Dentro de um país em crise política e econômica, é até natural que haja setores que tirem vantagens do atual cenário. Porém, no Brasil da instabilidade, quem está lucrando é o crime, que se aproveita da situação frágil de estados e municípios para agir de maneira descarada, ampliando sua área de atuação. Temos presenciado, perplexos, as notícias sobre o crime que ronda o setor de transporte de cargas. Não é algo novo, mas sua escalada, aliada à audácia dos bandidos, nos causa indignação. Em um país onde o transporte de mercadorias é majoritariamente feito por estradas, essa espécie de crime vem assustando transportadores, motoristas de caminhões e sociedade, refém da falta de segurança.

O estado do Paraná também não é uma ilha onde o crime não possa encontrar terreno fértil para prosperar

Os estados de São Paulo e Rio de Janeiro são os locais onde a situação está fugindo do controle.
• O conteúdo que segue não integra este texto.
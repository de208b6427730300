//! CLI for LensCoach - camera settings and example photos for a scene.

use clap::{Args, Parser, Subcommand, ValueEnum};
use lenscoach::catalog::{self, CssVariables, ThemeController};
use lenscoach::{
    Brand, Credential, ExampleImage, HttpProviderFactory, PhotoProvider, ProviderConfig,
    ProviderFactory, ProviderKind, RequestOutcome, Session,
};
use std::path::PathBuf;
use std::time::Duration;

#[derive(Parser)]
#[command(name = "lenscoach")]
#[command(about = "Camera settings and example photos for a shooting scenario (Gemini, OpenAI)")]
#[command(version)]
struct Cli {
    #[command(subcommand)]
    command: Commands,

    /// Output as JSON
    #[arg(long, global = true)]
    json: bool,
}

#[derive(Subcommand)]
enum Commands {
    /// List the built-in scenes
    Scenes,

    /// List the colour themes
    Themes,

    /// Print the CSS variables of a theme
    Theme {
        /// Theme id (e.g. sky-dark)
        id: String,
    },

    /// Recommend camera settings for a scene
    Suggest(SuggestArgs),

    /// Check that an API key is accepted by the provider
    Check(ProviderArgs),
}

#[derive(Args)]
struct ProviderArgs {
    /// Provider to use
    #[arg(short, long, value_enum, default_value = "google")]
    provider: ProviderArg,

    /// API key. Falls back to GOOGLE_API_KEY / OPENAI_API_KEY
    #[arg(long)]
    api_key: Option<String>,
}

impl ProviderArgs {
    fn kind(&self) -> ProviderKind {
        self.provider.into()
    }

    fn api_key(&self) -> Option<String> {
        self.api_key
            .clone()
            .or_else(|| std::env::var(self.kind().env_var()).ok())
    }
}

#[derive(Args)]
struct SuggestArgs {
    /// Scene id or name (see `lenscoach scenes`)
    scene: String,

    #[command(flatten)]
    provider: ProviderArgs,

    /// Camera brand (Any, Canon, Nikon, Sony, Fujifilm, Panasonic)
    #[arg(short, long, default_value = "Any")]
    brand: Brand,

    /// Camera model (e.g. "A7 IV", "R5")
    #[arg(short, long)]
    model: Option<String>,

    /// Directory to save example images into
    #[arg(short, long)]
    output_dir: Option<PathBuf>,

    /// Per-request timeout in seconds
    #[arg(long)]
    timeout: Option<u64>,
}

#[derive(Debug, Clone, Copy, ValueEnum)]
enum ProviderArg {
    Google,
    Openai,
}

impl From<ProviderArg> for ProviderKind {
    fn from(arg: ProviderArg) -> Self {
        match arg {
            ProviderArg::Google => ProviderKind::Google,
            ProviderArg::Openai => ProviderKind::OpenAi,
        }
    }
}

#[tokio::main]
async fn main() -> anyhow::Result<()> {
    let cli = Cli::parse();

    match cli.command {
        Commands::Scenes => list_scenes(cli.json)?,
        Commands::Themes => list_themes(cli.json)?,
        Commands::Theme { id } => show_theme(&id, cli.json)?,
        Commands::Suggest(args) => suggest(args, cli.json).await?,
        Commands::Check(args) => check(args, cli.json).await?,
    }

    Ok(())
}

fn list_scenes(json_output: bool) -> anyhow::Result<()> {
    let scenes = catalog::scenes();
    if json_output {
        println!("{}", serde_json::to_string_pretty(scenes)?);
    } else {
        for scene in scenes {
            println!("  {:<32} {}", scene.id, scene.name);
        }
    }
    Ok(())
}

fn list_themes(json_output: bool) -> anyhow::Result<()> {
    let themes = catalog::themes();
    if json_output {
        let list: Vec<_> = themes
            .iter()
            .map(|t| serde_json::json!({ "id": t.id, "name": t.name }))
            .collect();
        println!("{}", serde_json::to_string_pretty(&list)?);
    } else {
        for (i, theme) in themes.iter().enumerate() {
            let default = if i == 0 { " (default)" } else { "" };
            println!("  {:<14} {}{}", theme.id, theme.name, default);
        }
    }
    Ok(())
}

fn show_theme(id: &str, json_output: bool) -> anyhow::Result<()> {
    let mut controller = ThemeController::new(CssVariables::new());
    let theme = controller.set_active(id)?;

    if json_output {
        let variables: serde_json::Map<String, serde_json::Value> = theme
            .colors
            .iter()
            .map(|(name, _)| {
                let value = controller.sink().get(name).unwrap_or_default();
                (name.to_string(), value.into())
            })
            .collect();
        let result = serde_json::json!({
            "id": theme.id,
            "name": theme.name,
            "variables": variables,
        });
        println!("{}", serde_json::to_string_pretty(&result)?);
    } else {
        println!("{}", controller.sink().to_css());
    }
    Ok(())
}

async fn suggest(args: SuggestArgs, json_output: bool) -> anyhow::Result<()> {
    let Some(scene) = catalog::find_scene(&args.scene) else {
        anyhow::bail!("Unknown scene '{}' (see `lenscoach scenes`)", args.scene);
    };

    let mut session = Session::default();
    if let Some(secs) = args.timeout {
        session = session.with_timeout(Duration::from_secs(secs));
    }

    session.select_provider(args.provider.kind());
    session.set_credential_input(&args.provider.api_key().unwrap_or_default());
    if let Some(message) = session.snapshot().credential_error {
        anyhow::bail!("{message} (pass --api-key or set {})", args.provider.kind().env_var());
    }
    session.save_credential();

    session.set_brand(args.brand);
    if let Some(model) = &args.model {
        session.set_model_input(model);
        if let Some(message) = session.snapshot().model_error {
            anyhow::bail!("{message}");
        }
    }

    if let Some(pending) = session.select_scene(scene) {
        pending.settled().await;
    }
    let snapshot = session.snapshot();

    let images: &[ExampleImage] = match &snapshot.images {
        Some(RequestOutcome::Success(images)) => images.as_slice(),
        _ => &[],
    };
    let mut saved = Vec::new();
    if let Some(dir) = &args.output_dir {
        std::fs::create_dir_all(dir)?;
        for (i, image) in images.iter().enumerate() {
            let path = dir.join(format!("{}-{}.{}", scene.id, i + 1, image.format.extension()));
            image.save(&path)?;
            saved.push(path);
        }
    }

    let settings = match &snapshot.settings {
        Some(RequestOutcome::Success(settings)) => settings,
        Some(RequestOutcome::Failure(reason)) => {
            if json_output {
                let result = serde_json::json!({
                    "success": false,
                    "scene": scene.name,
                    "error": reason,
                });
                println!("{}", serde_json::to_string_pretty(&result)?);
            }
            anyhow::bail!("{}", reason.message);
        }
        _ => anyhow::bail!("Settings request did not complete"),
    };

    if json_output {
        let result = serde_json::json!({
            "success": true,
            "scene": scene.name,
            "provider": snapshot.provider,
            "brand": snapshot.brand,
            "settings": settings,
            "example_images": images.len(),
            "saved": saved.iter().map(|p| p.display().to_string()).collect::<Vec<_>>(),
        });
        println!("{}", serde_json::to_string_pretty(&result)?);
    } else {
        println!("{} ({})\n", scene.name, snapshot.provider.label());
        for (label, value, explanation) in settings.rows() {
            println!("  {label:<14} {value}");
            println!("  {:<14} {explanation}", "");
        }
        println!("\n  Lens: {}", settings.lens_recommendation);
        println!("  Tip:  {}", settings.general_tip);
        if let Some(tip) = &settings.brand_specific_tip {
            println!("  {} tip: {tip}", snapshot.brand);
        }
        println!("\nExample images: {}", images.len());
        for path in &saved {
            println!("  {}", path.display());
        }
    }

    Ok(())
}

async fn check(args: ProviderArgs, json_output: bool) -> anyhow::Result<()> {
    let kind = args.kind();
    let mut config = ProviderConfig::new(kind);
    if let Some(credential) = args.api_key().and_then(|key| Credential::new(kind, key)) {
        config = config.with_credential(credential);
    }

    let provider = HttpProviderFactory::new().connect(&config)?;
    let result = provider.health_check().await;

    if json_output {
        let output = serde_json::json!({
            "provider": kind,
            "name": provider.name(),
            "ok": result.is_ok(),
            "error": result.as_ref().err().map(|e| e.to_string()),
        });
        println!("{}", serde_json::to_string_pretty(&output)?);
    } else {
        match &result {
            Ok(()) => println!("✓ {} key accepted", provider.name()),
            Err(e) => println!("✗ {}: {e}", provider.name()),
        }
    }

    result?;
    Ok(())
}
Para cobrir os elevados custos com segurança e minimizar os prejuízos com o roubo de cargas, transportadoras que atuam no Rio chegam a cobrar uma taxa extra das empresas que contratam os seus serviços, a chamada “taxa de emergência excepcional” (Emex), instituída exclusivamente na cidade do Rio de Janeiro, onde os casos deste tipo de crime cresceram mais de 150% nos últimos anos, saindo de 3.534 em 2015 para 9.870 em 2016, segundo a Associação Nacional do Transporte de Cargas e Logística (NTC) – o número pode até ser maior, porque muitos transportadores acabam por não registrar o roubo de sua carga. Cálculos da NTC apontam que em 2016 o setor de transportes de cargas no Brasil teve um prejuízo de R$ 2,3 bilhões devido ao roubo das mercadorias transportadas.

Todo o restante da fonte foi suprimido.